- Records for processing:
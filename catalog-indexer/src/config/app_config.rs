//! Environment-derived configuration, parsed once at start-up.

use std::env;
use std::str::FromStr;
use std::time::Duration;

use catalog_indexer_pipeline::{
    BitstreamConfig, ConsumerConfig, OntologyLoaderConfig, ReconcilerConfig,
};
use catalog_indexer_repository::{Credentials, GraphConfig, RepositoryConfig, SearchIndexConfig};
use catalog_indexer_shared::StorageLayout;

use crate::IndexingError;

/// Default OpenSearch URL.
const DEFAULT_OPENSEARCH_URL: &str = "http://localhost:9200";
const DEFAULT_DOCUMENTS_INDEX: &str = "catalog-documents";
const DEFAULT_STORED_QUERIES_INDEX: &str = "catalog-terms";

/// Default Kafka broker address.
const DEFAULT_KAFKA_BROKER: &str = "localhost:9092";

/// Default Kafka consumer group prefix; each worker appends its name.
const DEFAULT_KAFKA_GROUP_PREFIX: &str = "catalog-indexer";
const DEFAULT_TRIGGER_TOPIC: &str = "catalog.triggers";
const DEFAULT_BITSTREAM_TOPIC: &str = "catalog.bitstream-triggers";
const DEFAULT_INDEXING_TOPIC: &str = "catalog.indexing-jobs";
const DEFAULT_MAX_DELIVERIES: u32 = 5;
const DEFAULT_RETRY_DELAY_MS: u64 = 1000;

const DEFAULT_REPOSITORY_URL: &str = "http://localhost:8080/rest/";
const DEFAULT_FEED_URL: &str = "/feed/rss_2.0/site";
const DEFAULT_REPOSITORY_TIMEOUT_SECS: u64 = 30;

const DEFAULT_AWS_REGION: &str = "us-east-1";

const DEFAULT_EXTRACTION_URL: &str = "http://localhost:9000/extract";
const DEFAULT_EXTRACTION_TIMEOUT_SECS: u64 = 900;

const DEFAULT_GRAPH_ENDPOINT: &str = "http://localhost:8182";

/// The long-running queue consumers.
#[derive(Debug, Clone, Copy, PartialEq, Eq)]
pub enum Worker {
    Metadata,
    Bitstream,
    Index,
}

impl Worker {
    pub fn name(&self) -> &'static str {
        match self {
            Self::Metadata => "metadata",
            Self::Bitstream => "bitstream",
            Self::Index => "index",
        }
    }
}

#[derive(Debug, Clone, PartialEq, Eq)]
pub struct Topics {
    /// Ingest triggers consumed by the metadata worker.
    pub triggers: String,
    /// Input of the bitstream worker.
    pub bitstream: String,
    /// Indexing jobs consumed by the index worker.
    pub indexing: String,
    pub dead_letter: Option<String>,
}

/// Object store connection settings.
#[derive(Debug, Clone)]
pub struct StorageSettings {
    pub region: String,
    pub endpoint_url: Option<String>,
    pub credentials: Credentials,
}

#[derive(Debug, Clone)]
pub struct AppConfig {
    pub opensearch_url: String,
    pub search_index: SearchIndexConfig,
    pub kafka_broker: String,
    pub kafka_group_prefix: String,
    pub topics: Topics,
    /// Forward triggers from the metadata worker to the bitstream topic.
    /// Disable when the bitstream worker is fed by storage notifications.
    pub forward_metadata_triggers: bool,
    pub max_deliveries: u32,
    pub retry_delay: Duration,
    pub repository: RepositoryConfig,
    pub storage: StorageSettings,
    pub layout: StorageLayout,
    pub extraction_url: String,
    pub extraction_timeout: Duration,
    pub graph: GraphConfig,
    pub bitstream: BitstreamConfig,
    pub reconciler: ReconcilerConfig,
    pub ontology: OntologyLoaderConfig,
    /// Concurrency for trigger publishing and handle resolution.
    pub fan_out: usize,
}

impl AppConfig {
    /// Read the configuration from the process environment.
    ///
    /// # Environment Variables
    ///
    /// - `OPENSEARCH_URL`, `DOCUMENTS_INDEX`, `STORED_QUERIES_INDEX`
    /// - `KAFKA_BROKER`, `KAFKA_GROUP_PREFIX`, `TRIGGER_TOPIC`,
    ///   `BITSTREAM_TOPIC`, `INDEXING_TOPIC`, `DEAD_LETTER_TOPIC`,
    ///   `FORWARD_METADATA_TRIGGERS`, `MAX_DELIVERIES`, `RETRY_DELAY_MS`
    /// - `REPOSITORY_URL`, `REPOSITORY_FEED_URL`, `REPOSITORY_TIMEOUT_SECS`
    /// - `AWS_REGION`, `S3_ENDPOINT_URL`, `AWS_ACCESS_KEY_ID`,
    ///   `AWS_SECRET_ACCESS_KEY`, `AWS_SESSION_TOKEN`
    /// - `METADATA_BUCKET`, `BINARY_BUCKET`, `TEXT_BUCKET`
    /// - `EXTRACTION_URL`, `EXTRACTION_TIMEOUT_SECS`
    /// - `GRAPH_ENDPOINT`, `GRAPH_LOADER_ROLE_ARN`
    /// - `TEXT_BEARING_MIME_TYPES` (comma separated), `BITSTREAM_CONCURRENCY`
    /// - `RECONCILE_PAGE_SIZE`, `RECONCILE_SCROLL_KEEP_ALIVE`,
    ///   `RECONCILE_CONCURRENCY`, `FAN_OUT`
    /// - `ONTOLOGY_POLL_INTERVAL_SECS`, `ONTOLOGY_TIMEOUT_SECS`,
    ///   `ONTOLOGY_PAGE_SIZE`
    pub fn from_env() -> Result<Self, IndexingError> {
        Self::from_lookup(|key| env::var(key).ok())
    }

    /// Build the configuration from an arbitrary key lookup.
    pub fn from_lookup<F>(lookup: F) -> Result<Self, IndexingError>
    where
        F: Fn(&str) -> Option<String>,
    {
        let vars = Vars(lookup);

        let trigger_topic = vars.string("TRIGGER_TOPIC", DEFAULT_TRIGGER_TOPIC);
        let topics = Topics {
            triggers: trigger_topic.clone(),
            bitstream: vars.string("BITSTREAM_TOPIC", DEFAULT_BITSTREAM_TOPIC),
            indexing: vars.string("INDEXING_TOPIC", DEFAULT_INDEXING_TOPIC),
            dead_letter: vars.optional("DEAD_LETTER_TOPIC"),
        };

        let search_index = SearchIndexConfig::new(
            vars.string("DOCUMENTS_INDEX", DEFAULT_DOCUMENTS_INDEX),
            vars.string("STORED_QUERIES_INDEX", DEFAULT_STORED_QUERIES_INDEX),
        );

        let region = vars.string("AWS_REGION", DEFAULT_AWS_REGION);
        let storage = StorageSettings {
            region: region.clone(),
            endpoint_url: vars.optional("S3_ENDPOINT_URL"),
            credentials: Credentials {
                access_key_id: vars.string("AWS_ACCESS_KEY_ID", ""),
                secret_access_key: vars.string("AWS_SECRET_ACCESS_KEY", ""),
                session_token: vars.optional("AWS_SESSION_TOKEN"),
            },
        };

        let defaults = StorageLayout::default();
        let layout = StorageLayout {
            metadata_bucket: vars.string("METADATA_BUCKET", &defaults.metadata_bucket),
            binary_bucket: vars.string("BINARY_BUCKET", &defaults.binary_bucket),
            text_bucket: vars.string("TEXT_BUCKET", &defaults.text_bucket),
        };

        let mut bitstream = BitstreamConfig {
            concurrency: vars.parse("BITSTREAM_CONCURRENCY", 1)?,
            indexing_topic: topics.indexing.clone(),
            ..BitstreamConfig::default()
        };
        if let Some(types) = vars.list("TEXT_BEARING_MIME_TYPES") {
            bitstream.text_bearing_mime_types = types;
        }

        let fan_out = vars.parse("FAN_OUT", 5)?;
        let reconciler = ReconcilerConfig {
            page_size: vars.parse("RECONCILE_PAGE_SIZE", 500)?,
            scroll_keep_alive: vars.string("RECONCILE_SCROLL_KEEP_ALIVE", "5m"),
            compare_concurrency: vars.parse("RECONCILE_CONCURRENCY", 5)?,
            publish_concurrency: fan_out,
            text_bearing_mime_types: bitstream.text_bearing_mime_types.clone(),
            trigger_topic,
        };

        let ontology = OntologyLoaderConfig {
            poll_interval: Duration::from_secs(vars.parse("ONTOLOGY_POLL_INTERVAL_SECS", 10)?),
            timeout: Duration::from_secs(vars.parse("ONTOLOGY_TIMEOUT_SECS", 30 * 60)?),
            page_size: vars.parse("ONTOLOGY_PAGE_SIZE", 1000)?,
        };

        Ok(Self {
            opensearch_url: vars.string("OPENSEARCH_URL", DEFAULT_OPENSEARCH_URL),
            search_index,
            kafka_broker: vars.string("KAFKA_BROKER", DEFAULT_KAFKA_BROKER),
            kafka_group_prefix: vars.string("KAFKA_GROUP_PREFIX", DEFAULT_KAFKA_GROUP_PREFIX),
            topics,
            forward_metadata_triggers: vars.parse("FORWARD_METADATA_TRIGGERS", true)?,
            max_deliveries: vars.parse("MAX_DELIVERIES", DEFAULT_MAX_DELIVERIES)?,
            retry_delay: Duration::from_millis(vars.parse("RETRY_DELAY_MS", DEFAULT_RETRY_DELAY_MS)?),
            repository: RepositoryConfig {
                base_url: vars.string("REPOSITORY_URL", DEFAULT_REPOSITORY_URL),
                feed_url: vars.string("REPOSITORY_FEED_URL", DEFAULT_FEED_URL),
                request_timeout: Duration::from_secs(
                    vars.parse("REPOSITORY_TIMEOUT_SECS", DEFAULT_REPOSITORY_TIMEOUT_SECS)?,
                ),
            },
            storage,
            layout,
            extraction_url: vars.string("EXTRACTION_URL", DEFAULT_EXTRACTION_URL),
            extraction_timeout: Duration::from_secs(
                vars.parse("EXTRACTION_TIMEOUT_SECS", DEFAULT_EXTRACTION_TIMEOUT_SECS)?,
            ),
            graph: GraphConfig {
                endpoint: vars.string("GRAPH_ENDPOINT", DEFAULT_GRAPH_ENDPOINT),
                iam_role_arn: vars.optional("GRAPH_LOADER_ROLE_ARN"),
                region,
            },
            bitstream,
            reconciler,
            ontology,
            fan_out,
        })
    }

    /// Consumer settings for `worker`.
    pub fn consumer_config(&self, worker: Worker) -> ConsumerConfig {
        let topic = match worker {
            Worker::Metadata => &self.topics.triggers,
            Worker::Bitstream => &self.topics.bitstream,
            Worker::Index => &self.topics.indexing,
        };

        ConsumerConfig {
            brokers: self.kafka_broker.clone(),
            group_id: format!("{}-{}", self.kafka_group_prefix, worker.name()),
            topic: topic.clone(),
            dead_letter_topic: self.topics.dead_letter.clone(),
            max_deliveries: self.max_deliveries,
            retry_delay: self.retry_delay,
        }
    }
}

struct Vars<F>(F);

impl<F> Vars<F>
where
    F: Fn(&str) -> Option<String>,
{
    fn optional(&self, key: &str) -> Option<String> {
        (self.0)(key)
            .map(|v| v.trim().to_string())
            .filter(|v| !v.is_empty())
    }

    fn string(&self, key: &str, default: &str) -> String {
        self.optional(key).unwrap_or_else(|| default.to_string())
    }

    fn list(&self, key: &str) -> Option<Vec<String>> {
        self.optional(key).map(|v| {
            v.split(',')
                .map(str::trim)
                .filter(|s| !s.is_empty())
                .map(str::to_string)
                .collect()
        })
    }

    fn parse<T>(&self, key: &str, default: T) -> Result<T, IndexingError>
    where
        T: FromStr,
        T::Err: std::fmt::Display,
    {
        match self.optional(key) {
            Some(raw) => raw
                .parse()
                .map_err(|e| IndexingError::config(format!("{} = {:?}: {}", key, raw, e))),
            None => Ok(default),
        }
    }
}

- Exercise goal:
All lines in the entries above that include "filter" should be found and copied.

- The answer:
            .filter(|v| !v.is_empty())
                .filter(|s| !s.is_empty())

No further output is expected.